Passen Sie die Cut-offs nach Gewebe- und Zelltypen an. Als nächstes verwenden Sie R-Paket mclust, um Zellen zu entfernen, die mehr als ein Hormongen exprimieren. Verwenden Sie R-Paket Seurat, um die Genexpression mit den gesamten eindeutigen molekularen Identifikatoren zu normalisieren und mit einem Skalierungsfaktor von 10.000 auf Zellebene zu multiplizieren.
Dann erkennen Sie variable Gene unter Verwendung der durchschnittlichen Expression und Dispersion aller Zellen. Passen Sie die Cut-offs an die Gewebe- und Zelltypen an. Führen Sie die Hauptkomponentenanalyse mit den variablen Genen durch.
Clusterzellen mit einer ausgewählten Anzahl von Hauptkomponenten. Ableiten von Zellcluster-angereicherten Genen durch Vergleich eines Zellclusters mit den übrigen Zellen. In diesem einzelzelligen RNA-Sequenzierungsprotokoll wurden die erworbenen menschlichen Inselchen zunächst dissoziiert, wie durch die Alpha- und Betazellen in der RNA-Fluoreszenz und C2-Hybridisierung validiert.
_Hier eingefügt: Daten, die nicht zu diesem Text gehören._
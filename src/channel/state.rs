use super::descriptor::{ChannelKey, SubscriptionDescriptor};
use crate::messaging::SubscriberEvent;
use crate::types::CallbackError;
use std::collections::{HashMap, HashSet};
use std::sync::Arc;
use std::sync::atomic::AtomicBool;

/// Lifecycle of one underlying realtime channel.
#[derive(Debug, Clone, Copy, PartialEq, Eq)]
pub enum HandleStatus {
    Idle,
    Connecting,
    Subscribed,
    Errored,
    Closed,
    Reconnecting,
    /// Retry ceiling reached. Only a fresh subscribe or coming back online revives it.
    Failed,
}

impl HandleStatus {
    pub fn can_transition_to(self, next: HandleStatus) -> bool {
        use HandleStatus::*;
        matches!(
            (self, next),
            (Idle, Connecting)
                | (Connecting, Subscribed)
                | (Connecting, Errored)
                | (Connecting, Closed)
                | (Subscribed, Errored)
                | (Subscribed, Closed)
                | (Errored, Reconnecting)
                | (Closed, Reconnecting)
                | (Errored, Failed)
                | (Closed, Failed)
                | (Reconnecting, Connecting)
                | (Failed, Connecting)
        )
    }
}

/// Stable identity of a logical subscriber (a screen, a hook instance...).
#[derive(Debug, Clone, PartialEq, Eq, Hash, PartialOrd, Ord)]
pub struct SubscriberId(String);

impl SubscriberId {
    pub fn new(id: impl Into<String>) -> Self {
        Self(id.into())
    }

    pub fn generate() -> Self {
        Self(uuid::Uuid::new_v4().to_string())
    }

    pub fn as_str(&self) -> &str {
        &self.0
    }
}

impl std::fmt::Display for SubscriberId {
    fn fmt(&self, f: &mut std::fmt::Formatter<'_>) -> std::fmt::Result {
        f.write_str(&self.0)
    }
}

impl From<&str> for SubscriberId {
    fn from(id: &str) -> Self {
        Self::new(id)
    }
}

pub type SubscriberCallback =
    Arc<dyn Fn(&SubscriberEvent) -> Result<(), CallbackError> + Send + Sync + 'static>;

/// One shared channel and the subscribers multiplexed onto it.
#[derive(Debug)]
pub struct ChannelHandle {
    pub name: String,
    pub key: ChannelKey,
    pub status: HandleStatus,
    pub subscribers: HashSet<SubscriberId>,
    pub retry_count: u32,
    /// Set on every (re)open from the registry-wide sequence; transport
    /// events from older opens, of this handle or an earlier one, are ignored
    pub epoch: u64,
    /// Bumped whenever a pending teardown must be cancelled
    pub teardown_generation: u64,
}

impl ChannelHandle {
    pub fn new(name: String, key: ChannelKey) -> Self {
        Self {
            name,
            key,
            status: HandleStatus::Idle,
            subscribers: HashSet::new(),
            retry_count: 0,
            epoch: 0,
            teardown_generation: 0,
        }
    }

    /// Apply a transition, logging (and refusing) invalid ones.
    pub fn transition(&mut self, next: HandleStatus) -> bool {
        if self.status == next {
            return true;
        }
        if !self.status.can_transition_to(next) {
            tracing::warn!(
                channel = %self.name,
                "Ignoring invalid transition {:?} -> {:?}",
                self.status,
                next
            );
            return false;
        }
        tracing::debug!(channel = %self.name, "{:?} -> {:?}", self.status, next);
        self.status = next;
        true
    }
}

pub(crate) struct SubscriberEntry {
    pub descriptor: SubscriptionDescriptor,
    pub key: ChannelKey,
    pub callback: SubscriberCallback,
    pub active: Arc<AtomicBool>,
}

/// Mutable registry behind the multiplexer's lock
#[derive(Default)]
pub(crate) struct RegistryState {
    pub handles: HashMap<ChannelKey, ChannelHandle>,
    pub subscribers: HashMap<SubscriberId, SubscriberEntry>,
    pub next_channel_seq: u64,
    /// Never reused, so a torn-down handle's stragglers cannot match its successor
    pub epoch_seq: u64,
}

impl RegistryState {
    pub fn channel_name(&mut self, key: &ChannelKey) -> String {
        self.next_channel_seq += 1;
        format!("{}:{}", key.topic(), self.next_channel_seq)
    }

    pub fn next_epoch(&mut self) -> u64 {
        self.epoch_seq += 1;
        self.epoch_seq
    }
}
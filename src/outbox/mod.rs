// Offline outbox - durable send queue and cached conversations
mod core;
mod snapshot;
mod storage;

pub use self::core::{FlushOutcome, Outbox, OutboxOptions, RemoteApply};
pub use snapshot::ConversationSnapshot;
pub use storage::{FileStore, LocalStore, MemoryStore};
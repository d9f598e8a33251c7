use chrono::{DateTime, Utc};
use std::sync::{Arc, Mutex, PoisonError};

/// Wall-clock source. Presence staleness and message timestamps read it so
/// tests can move time explicitly.
pub trait Clock: Send + Sync {
    fn now(&self) -> DateTime<Utc>;
}

#[derive(Debug, Clone, Copy, Default)]
pub struct SystemClock;

impl Clock for SystemClock {
    fn now(&self) -> DateTime<Utc> {
        Utc::now()
    }
}

/// A clock that only moves when told to.
#[derive(Debug, Clone)]
pub struct ManualClock {
    now: Arc<Mutex<DateTime<Utc>>>,
}

impl ManualClock {
    pub fn new(start: DateTime<Utc>) -> Self {
        Self {
            now: Arc::new(Mutex::new(start)),
        }
    }

    pub fn advance(&self, by: std::time::Duration) {
        let by = chrono::Duration::from_std(by).unwrap_or(chrono::Duration::MAX);
        let mut now = self.now.lock().unwrap_or_else(PoisonError::into_inner);
        *now += by;
    }

    pub fn set(&self, at: DateTime<Utc>) {
        *self.now.lock().unwrap_or_else(PoisonError::into_inner) = at;
    }
}

impl Clock for ManualClock {
    fn now(&self) -> DateTime<Utc> {
        *self.now.lock().unwrap_or_else(PoisonError::into_inner)
    }
}
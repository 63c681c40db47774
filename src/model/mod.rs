//! Model kinds and their entities.
//!
//! Properties are registered on a kind explicitly, through
//! [`ModelKind::builder`]. Registration fixes each property up with its
//! code name and orders the kind's properties by creation counter, which
//! is declaration order.

pub mod entity;

pub use entity::Entity;

use crate::core::{ModelError, Result, Value};
use crate::property::Property;
use std::collections::HashMap;
use std::fmt;
use std::sync::Arc;
use tracing::{debug, trace};

/// What the property layer needs from an entity: its value map and
/// whether it is a read-only projection.
pub trait ValueContainer {
    fn values(&self) -> &HashMap<String, Value>;

    fn values_mut(&mut self) -> &mut HashMap<String, Value>;

    fn is_projection(&self) -> bool {
        false
    }
}

pub struct ModelKind {
    name: String,
    properties: Vec<Arc<Property>>,
    by_code_name: HashMap<String, usize>,
}

impl ModelKind {
    pub fn builder(name: impl Into<String>) -> ModelKindBuilder {
        ModelKindBuilder {
            name: name.into(),
            properties: Vec::new(),
        }
    }

    pub fn name(&self) -> &str {
        &self.name
    }

    /// Properties in declaration order.
    pub fn properties(&self) -> &[Arc<Property>] {
        &self.properties
    }

    pub fn property(&self, code_name: &str) -> Option<&Arc<Property>> {
        self.by_code_name
            .get(code_name)
            .map(|&idx| &self.properties[idx])
    }

    /// Like [`property`](Self::property) but fails with `UnknownProperty`.
    pub fn require_property(&self, code_name: &str) -> Result<&Arc<Property>> {
        self.property(code_name).ok_or_else(|| {
            ModelError::UnknownProperty(code_name.to_string(), self.name.clone())
        })
    }

    pub fn code_names(&self) -> impl Iterator<Item = &str> {
        self.properties.iter().filter_map(|p| p.code_name())
    }
}

impl fmt::Debug for ModelKind {
    fn fmt(&self, f: &mut fmt::Formatter<'_>) -> fmt::Result {
        f.debug_struct("ModelKind")
            .field("name", &self.name)
            .field("properties", &self.properties)
            .finish()
    }
}

impl fmt::Display for ModelKind {
    fn fmt(&self, f: &mut fmt::Formatter<'_>) -> fmt::Result {
        let props: Vec<String> = self
            .properties
            .iter()
            .map(|p| format!("{}={}", p.code_name().unwrap_or("?"), p))
            .collect();
        write!(f, "{}<{}>", self.name, props.join(", "))
    }
}

pub struct ModelKindBuilder {
    name: String,
    properties: Vec<(String, Property)>,
}

impl ModelKindBuilder {
    /// Register `property` under the attribute name `code_name`.
    pub fn property(mut self, code_name: impl Into<String>, property: Property) -> Self {
        self.properties.push((code_name.into(), property));
        self
    }

    pub fn build(self) -> Result<Arc<ModelKind>> {
        let mut fixed: Vec<Property> = Vec::with_capacity(self.properties.len());

        for (code_name, mut property) in self.properties {
            property.fix_up(&code_name)?;

            let duplicate = fixed.iter().any(|p| {
                p.code_name() == Some(code_name.as_str()) || p.name() == property.name()
            });
            if duplicate {
                return Err(ModelError::InvalidArgument(format!(
                    "Property '{}' is declared twice on kind '{}'",
                    code_name, self.name
                )));
            }

            trace!(kind = %self.name, property = %code_name, "registered property");
            fixed.push(property);
        }

        fixed.sort_by_key(Property::creation_counter);

        let properties: Vec<Arc<Property>> = fixed.into_iter().map(Arc::new).collect();
        let by_code_name = properties
            .iter()
            .enumerate()
            .filter_map(|(idx, p)| p.code_name().map(|c| (c.to_string(), idx)))
            .collect();

        debug!(kind = %self.name, properties = properties.len(), "built model kind");

        Ok(Arc::new(ModelKind {
            name: self.name,
            properties,
            by_code_name,
        }))
    }
}
use crate::core::Result;
use crate::property::kind::{Hook, PropertyKind};
use lazy_static::lazy_static;
use std::collections::HashMap;
use std::fmt;
use std::sync::{Arc, Mutex};
use tracing::{debug, trace, warn};

lazy_static! {
    static ref GLOBAL_CACHE: Arc<MethodCache> = Arc::new(MethodCache::new());
}

/// A hook located on a specific layer of a kind's chain.
#[derive(Clone)]
pub struct ResolvedMethod {
    owner: String,
    name: String,
    hook: Hook,
}

impl ResolvedMethod {
    pub fn owner(&self) -> &str {
        &self.owner
    }

    pub fn name(&self) -> &str {
        &self.name
    }

    pub fn hook(&self) -> &Hook {
        &self.hook
    }
}

impl PartialEq for ResolvedMethod {
    fn eq(&self, other: &Self) -> bool {
        self.owner == other.owner && self.name == other.name && Arc::ptr_eq(&self.hook, &other.hook)
    }
}

impl fmt::Display for ResolvedMethod {
    fn fmt(&self, f: &mut fmt::Formatter<'_>) -> fmt::Result {
        write!(f, "{}.{}", self.owner, self.name)
    }
}

impl fmt::Debug for ResolvedMethod {
    fn fmt(&self, f: &mut fmt::Formatter<'_>) -> fmt::Result {
        write!(f, "ResolvedMethod({})", self)
    }
}

pub type MethodList = Arc<[ResolvedMethod]>;

/// Chains memoized for one qualified kind name, together with the owners
/// of the layer chain they were resolved against.
#[derive(Default)]
struct KindEntry {
    owners: Vec<String>,
    chains: HashMap<Vec<String>, MethodList>,
}

/// Memoized method chains, keyed by qualified kind name and then by the
/// requested method-name tuple.
///
/// Entries are never evicted; the number of kinds in a process is small
/// and fixed. The mutex is held across lookup and population so that
/// concurrent first resolutions of the same kind do not race.
pub struct MethodCache {
    entries: Mutex<HashMap<String, KindEntry>>,
}

impl MethodCache {
    pub fn new() -> Self {
        Self {
            entries: Mutex::new(HashMap::new()),
        }
    }

    /// Get the process-wide cache used when none is injected.
    pub fn global() -> &'static Arc<MethodCache> {
        &GLOBAL_CACHE
    }

    /// Collect the overriding hooks named in `names` along the chain of
    /// `kind`.
    ///
    /// Layers are visited most derived first; every layer contributes the
    /// requested hooks it defines itself, in the order given by `names`.
    /// With `reverse` the memoized list is returned base-first.
    pub fn find_methods(&self, kind: &PropertyKind, names: &[&str], reverse: bool) -> Result<MethodList> {
        let methods = self.resolve(kind, names)?;

        if reverse {
            let reversed: Vec<ResolvedMethod> = methods.iter().rev().cloned().collect();
            return Ok(Arc::from(reversed));
        }

        Ok(methods)
    }

    fn resolve(&self, kind: &PropertyKind, names: &[&str]) -> Result<MethodList> {
        let kind_name = kind.qualified_name();
        let key: Vec<String> = names.iter().map(|n| n.to_string()).collect();
        let owners: Vec<String> = kind.layers().iter().map(|l| l.owner().to_string()).collect();

        let mut entries = self.entries.lock()?;
        let entry = entries.entry(kind_name.clone()).or_insert_with(|| KindEntry {
            owners: owners.clone(),
            chains: HashMap::new(),
        });

        // Another kind already owns this name; serve it uncached.
        if entry.owners != owners {
            warn!(
                kind = %kind_name,
                cached = ?entry.owners,
                requested = ?owners,
                "qualified kind name shared by different layer chains"
            );
            return Ok(collect_methods(kind, names));
        }

        if let Some(methods) = entry.chains.get(&key) {
            trace!(kind = %kind_name, names = ?key, "method chain cache hit");
            return Ok(Arc::clone(methods));
        }

        let methods = collect_methods(kind, names);
        debug!(
            kind = %kind_name,
            names = ?key,
            resolved = methods.len(),
            "resolved method chain"
        );

        entry.chains.insert(key, Arc::clone(&methods));
        Ok(methods)
    }

    /// Whether any chain has been memoized for the given qualified kind name.
    pub fn contains_kind(&self, qualified_name: &str) -> Result<bool> {
        Ok(self.entries.lock()?.contains_key(qualified_name))
    }

    /// Number of kinds with memoized chains.
    pub fn len(&self) -> Result<usize> {
        Ok(self.entries.lock()?.len())
    }

    pub fn is_empty(&self) -> Result<bool> {
        Ok(self.entries.lock()?.is_empty())
    }

    /// Drop every memoized chain. Only meant for test isolation.
    pub fn clear(&self) -> Result<()> {
        self.entries.lock()?.clear();
        Ok(())
    }
}

fn collect_methods(kind: &PropertyKind, names: &[&str]) -> MethodList {
    let mut methods = Vec::new();
    for layer in kind.layers() {
        for name in names {
            if let Some(hook) = layer.get(name) {
                methods.push(ResolvedMethod {
                    owner: layer.owner().to_string(),
                    name: name.to_string(),
                    hook: Arc::clone(hook),
                });
            }
        }
    }
    Arc::from(methods)
}

impl Default for MethodCache {
    fn default() -> Self {
        Self::new()
    }
}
Ein erfolgreiches Beispiel für Emulsion nach dem Trennschritt zeigt eine einheitliche blasse, trübe Lösung mit minimalem Trennöl, das von den Gelperlen getrennt ist. Im Gegensatz dazu könnte eine minderwertige Emulsion mit klarer Phasentrennung zwischen Gelperlen und Öl auf eine Verstoclaute während des Spanlaufs zurückzuführen sein. Nach der komplementären DNA-Verstärkung zeigt eine repräsentative fragmentgroße Verteilung den typischen Höhepunkt für eine hochwertige komplementäre DNA-Probe, die sich in der Nähe von 1 000 bis 2 000 Basenpaaren befindet.
Die Spitze in der Nähe von 600 Basenpaaren war spezifisch für die letp-komplementäre DNA. Die fragmentgroße Verteilung für die RNA-Sequenzierungsbibliotheken lag zwischen 300 und 500 Basenpaaren. Die Clustering-Analyse ergab 12 Zelltypen im Raum der T-verteilten Stochastic Neighbor Embedding-Dimensionen.
Drei Subpopulationen in Alphazellen und vier in Betazellen wurden aufgedeckt. Diese Technik ermöglicht es Forschern, eine umfassende Zellinsel für menschliche Inselchen zu bauen. Mit mehr Daten von nicht-diabetischen und diabetischen Spendern, es wird für Ressourcen für die therapeutische Zielentdeckung verwendet.